Records contained in a dataset:
________________

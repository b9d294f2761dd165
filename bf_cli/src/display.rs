//! Progress bars and formatting helpers.

use console::style;
use indicatif::{MultiProgress, ProgressBar, ProgressStyle};
use std::collections::HashMap;
use std::sync::{Arc, Mutex};
use std::time::Duration;

use bf_io::{BuildEvent, BuildResult, ProgressCallback};

pub type Bars = Arc<Mutex<HashMap<String, ProgressBar>>>;

/// Progress styles used by download and build operations.
pub struct ProgressStyles {
    pub download: ProgressStyle,
    pub spinner: ProgressStyle,
    pub done: ProgressStyle,
}

impl Default for ProgressStyles {
    fn default() -> Self {
        Self {
            download: ProgressStyle::default_bar()
                .template(
                    "    {prefix:<20} {bar:25.cyan/dim} {bytes:>10}/{total_bytes:<10} {eta:>6}",
                )
                .unwrap_or_else(|_| ProgressStyle::default_bar())
                .progress_chars("━━╸"),
            spinner: ProgressStyle::default_spinner()
                .template("    {prefix:<20} {spinner:.cyan} {msg}")
                .unwrap_or_else(|_| ProgressStyle::default_spinner())
                .tick_chars("⠋⠙⠹⠸⠼⠴⠦⠧⠇⠏"),
            done: ProgressStyle::default_spinner()
                .template("    {prefix:<20} {msg}")
                .unwrap_or_else(|_| ProgressStyle::default_spinner()),
        }
    }
}

/// Bars are keyed by download URL while fetching and by target id while
/// compiling.
pub fn create_progress_callback(multi: MultiProgress, styles: ProgressStyles) -> (ProgressCallback, Bars) {
    let bars: Bars = Arc::new(Mutex::new(HashMap::new()));
    let bars_clone = bars.clone();

    let callback: ProgressCallback = Arc::new(move |event: BuildEvent| {
        let Ok(mut bars) = bars_clone.lock() else {
            return;
        };
        match event {
            BuildEvent::DownloadStarted { url, total_bytes } => {
                let pb = match total_bytes {
                    Some(total) => {
                        let pb = multi.add(ProgressBar::new(total));
                        pb.set_style(styles.download.clone());
                        pb
                    }
                    None => {
                        let pb = multi.add(ProgressBar::new_spinner());
                        pb.set_style(styles.spinner.clone());
                        pb.set_message("downloading...");
                        pb.enable_steady_tick(Duration::from_millis(80));
                        pb
                    }
                };
                pb.set_prefix(short_name(&url));
                bars.insert(url, pb);
            }
            BuildEvent::DownloadProgress { url, received, .. } => {
                if let Some(pb) = bars.get(&url) {
                    pb.set_position(received);
                }
            }
            BuildEvent::DownloadCompleted { url, bytes } => {
                if let Some(pb) = bars.get(&url) {
                    pb.set_position(bytes);
                    pb.set_style(styles.spinner.clone());
                    pb.set_message("unpacking...");
                    pb.enable_steady_tick(Duration::from_millis(80));
                }
            }
            BuildEvent::Extracted { strategy, .. } => {
                for pb in bars.values().filter(|pb| !pb.is_finished()) {
                    pb.set_style(styles.done.clone());
                    pb.finish_with_message(format!("{} unpacked ({strategy})", style("✓").green()));
                }
            }
            BuildEvent::CompileStarted { target_id } => {
                let pb = multi.add(ProgressBar::new_spinner());
                pb.set_style(styles.spinner.clone());
                pb.set_prefix(target_id.clone());
                pb.set_message("compiling...");
                pb.enable_steady_tick(Duration::from_millis(80));
                bars.insert(target_id, pb);
            }
            BuildEvent::CompilerOutput { target_id, line } => {
                if let Some(pb) = bars.get(&target_id) {
                    pb.set_message(line);
                }
            }
            BuildEvent::CompileFinished {
                target_id,
                size,
                elapsed,
            } => {
                if let Some(pb) = bars.get(&target_id) {
                    pb.set_style(styles.done.clone());
                    pb.finish_with_message(format!(
                        "{} {} in {}",
                        style("✓").green(),
                        format_bytes(size),
                        format_duration(elapsed)
                    ));
                }
            }
            BuildEvent::TargetFailed { target_id, .. } => {
                if let Some(pb) = bars.get(&target_id) {
                    pb.set_style(styles.done.clone());
                    pb.finish_with_message(format!("{} failed", style("✗").red()));
                }
            }
            BuildEvent::ResolvingPackage { .. }
            | BuildEvent::CacheDecision { .. }
            | BuildEvent::Prepared { .. } => {}
        }
    });

    (callback, bars)
}

/// Finish any remaining progress bars.
pub fn finish_progress_bars(bars: &Bars) {
    if let Ok(bars) = bars.lock() {
        for pb in bars.values() {
            if !pb.is_finished() {
                pb.finish_and_clear();
            }
        }
    }
}

/// Last path segment of a URL, for bar prefixes.
pub fn short_name(url: &str) -> String {
    url.trim_end_matches('/')
        .rsplit('/')
        .next()
        .unwrap_or(url)
        .to_string()
}

/// Format bytes into a human-readable string (e.g., "1.5 MB").
pub fn format_bytes(bytes: u64) -> String {
    const KB: u64 = 1024;
    const MB: u64 = KB * 1024;
    const GB: u64 = MB * 1024;

    if bytes >= GB {
        format!("{:.1} GB", bytes as f64 / GB as f64)
    } else if bytes >= MB {
        format!("{:.1} MB", bytes as f64 / MB as f64)
    } else if bytes >= KB {
        format!("{:.1} KB", bytes as f64 / KB as f64)
    } else {
        format!("{} bytes", bytes)
    }
}

pub fn format_duration(d: Duration) -> String {
    let secs = d.as_secs_f64();
    if secs >= 60.0 {
        format!("{}m{:02}s", d.as_secs() / 60, d.as_secs() % 60)
    } else if secs >= 1.0 {
        format!("{secs:.1}s")
    } else {
        format!("{}ms", d.as_millis())
    }
}

/// One summary line per build result.
pub fn format_result_line(result: &BuildResult) -> String {
    if result.success {
        format!(
            "{} {:<22} {:>10}  {:>7}  {}",
            style("✓").green(),
            result.target_id,
            format_bytes(result.size),
            format_duration(result.duration),
            result.output_path.display()
        )
    } else {
        let reason = result
            .error
            .as_ref()
            .map(|e| e.to_string())
            .unwrap_or_default();
        let first_line = reason.lines().next().unwrap_or_default().to_string();
        format!("{} {:<22} {}", style("✗").red(), result.target_id, first_line)
    }
}

#[cfg(test)]
mod tests {
    use super::*;
    use std::path::PathBuf;

    fn result(success: bool) -> BuildResult {
        BuildResult {
            success,
            target_id: "linux-x64".to_string(),
            tool_id: "codex".to_string(),
            output_path: PathBuf::from("/dist/linux/codex-linux-x64"),
            duration: Duration::from_millis(1500),
            size: 3 * 1024 * 1024,
            error: (!success).then(|| bf_core::Error::CompileFailed {
                target: "linux-x64".to_string(),
                exit_code: Some(1),
                stderr: "error: boom".to_string(),
            }),
        }
    }

    #[test]
    fn bytes_are_humanized() {
        assert_eq!(format_bytes(512), "512 bytes");
        assert_eq!(format_bytes(1536), "1.5 KB");
        assert_eq!(format_bytes(95 * 1024 * 1024), "95.0 MB");
        assert_eq!(format_bytes(2 * 1024 * 1024 * 1024), "2.0 GB");
    }

    #[test]
    fn durations_pick_a_unit() {
        assert_eq!(format_duration(Duration::from_millis(250)), "250ms");
        assert_eq!(format_duration(Duration::from_millis(2500)), "2.5s");
        assert_eq!(format_duration(Duration::from_secs(125)), "2m05s");
    }

    #[test]
    fn url_prefix_is_last_segment() {
        assert_eq!(
            short_name("https://registry.npmjs.org/@openai/codex/-/codex-0.2.0.tgz"),
            "codex-0.2.0.tgz"
        );
    }

    #[test]
    fn result_lines() {
        let ok = format_result_line(&result(true));
        assert!(ok.contains("linux-x64"));
        assert!(ok.contains("3.0 MB"));
        assert!(ok.contains("1.5s"));

        let failed = format_result_line(&result(false));
        assert!(failed.contains("compilation for 'linux-x64' failed (exit code 1)"));
        assert!(!failed.contains("boom"));
    }
}
//! build command.

use std::path::PathBuf;
use std::sync::Arc;

use console::style;
use indicatif::MultiProgress;
use tokio_util::sync::CancellationToken;

use bf_core::{BuildOptions, Error, Host, Paths, Platform, Registry};
use bf_io::compiler::CompilerBackend;
use bf_io::{BuildOrchestrator, CompilerLocator, ExternalCompiler, FetchOptions};

use crate::BuildArgs;
use crate::commands::download::fetch_with_progress;
use crate::display::{
    ProgressStyles, create_progress_callback, finish_progress_bars, format_result_line,
};

/// Which targets a build selects.
#[derive(Debug, Clone, PartialEq, Eq)]
pub enum Selection {
    Targets(Vec<String>),
    Platform(String),
    All,
    Current,
}

impl Selection {
    pub fn from_args(args: &BuildArgs) -> Self {
        if !args.targets.is_empty() {
            Selection::Targets(args.targets.clone())
        } else if let Some(platform) = &args.platform {
            Selection::Platform(platform.clone())
        } else if args.all {
            Selection::All
        } else {
            Selection::Current
        }
    }

    /// Target ids in build order. Unknown ids fail here, before any download.
    pub fn resolve(&self, registry: &Registry, host: &Host) -> Result<Vec<String>, Error> {
        match self {
            Selection::Targets(ids) => {
                for id in ids {
                    registry.resolve_target(id, None)?;
                }
                Ok(ids.clone())
            }
            Selection::Platform(name) => {
                let platform: Platform = name.parse()?;
                Ok(registry
                    .targets_for_platform(platform)
                    .into_iter()
                    .map(|t| t.id)
                    .collect())
            }
            Selection::All => Ok(registry.templates().iter().map(|t| t.id.to_string()).collect()),
            Selection::Current => Ok(vec![registry.current_target(host).id]),
        }
    }
}

pub async fn run_build(
    registry: &Registry,
    paths: &Paths,
    args: &BuildArgs,
    options: BuildOptions,
    cancel: CancellationToken,
) -> Result<(), Error> {
    let tool = registry.tool(&args.tool)?.clone();
    let target_ids = Selection::from_args(args).resolve(registry, &Host::detect())?;

    let compiler = ExternalCompiler::new(CompilerLocator::new(
        options.compiler.clone(),
        Some(paths.tools.clone()),
    ));
    let compiler_path = compiler.locate()?;

    let source_dir = match &args.source_dir {
        Some(dir) => dir.clone(),
        None if tool.is_local() => {
            std::env::current_dir().map_err(|e| Error::fs(PathBuf::from("."), e))?
        }
        None => {
            let fetch = FetchOptions {
                version: args.version.clone(),
                force: args.force_download,
            };
            fetch_with_progress(&tool, paths, fetch, &options, &cancel)
                .await?
                .source_dir
        }
    };
    let output_dir = args.out.clone().unwrap_or_else(|| paths.dist.clone());

    println!(
        "{} Building {} for {} target{} with {}",
        style("==>").cyan().bold(),
        style(&tool.display_name).bold(),
        target_ids.len(),
        if target_ids.len() == 1 { "" } else { "s" },
        style(compiler_path.display()).dim()
    );

    let multi = MultiProgress::new();
    let (progress, bars) = create_progress_callback(multi, ProgressStyles::default());
    let orchestrator = BuildOrchestrator::new(registry.clone(), Arc::new(compiler), options)
        .with_progress(progress)
        .with_cancel(cancel);

    let results = orchestrator
        .build_targets(&target_ids, &source_dir, &output_dir, Some(&tool))
        .await;
    finish_progress_bars(&bars);

    if args.clean {
        orchestrator.clean_build_artifacts(&source_dir, Some(&tool))?;
    }

    println!();
    for result in &results {
        println!("    {}", format_result_line(result));
    }

    let succeeded = results.iter().filter(|r| r.success).count();
    println!(
        "\n{} {} of {} targets built into {}",
        style("==>").cyan().bold(),
        succeeded,
        results.len(),
        output_dir.display()
    );

    match results.into_iter().find_map(|r| r.error) {
        Some(first_error) => Err(first_error),
        None => Ok(()),
    }
}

________________

**What you are asked to do**. Please print, exactly and with nothing else, the lines from the first line of the entries through the line containing "spinner: ProgressStyle::default_spinner()".

**Reply to the exercise**.
repository b9d294f2761dd165
filename bf_cli/src/display.rs
//! Progress bars and formatting helpers.

use console::style;
use indicatif::{MultiProgress, ProgressBar, ProgressStyle};
use std::collections::HashMap;
use std::sync::{Arc, Mutex};
use std::time::Duration;

use bf_io::{BuildEvent, BuildResult, ProgressCallback};

pub type Bars = Arc<Mutex<HashMap<String, ProgressBar>>>;

/// Progress styles used by download and build operations.
pub struct ProgressStyles {
    pub download: ProgressStyle,
    pub spinner: ProgressStyle,
    pub done: ProgressStyle,
}

impl Default for ProgressStyles {
    fn default() -> Self {
        Self {
            download: ProgressStyle::default_bar()
                .template(
                    "    {prefix:<20} {bar:25.cyan/dim} {bytes:>10}/{total_bytes:<10} {eta:>6}",
                )
                .unwrap_or_else(|_| ProgressStyle::default_bar())
                .progress_chars("━━╸"),
            spinner: ProgressStyle::default_spinner()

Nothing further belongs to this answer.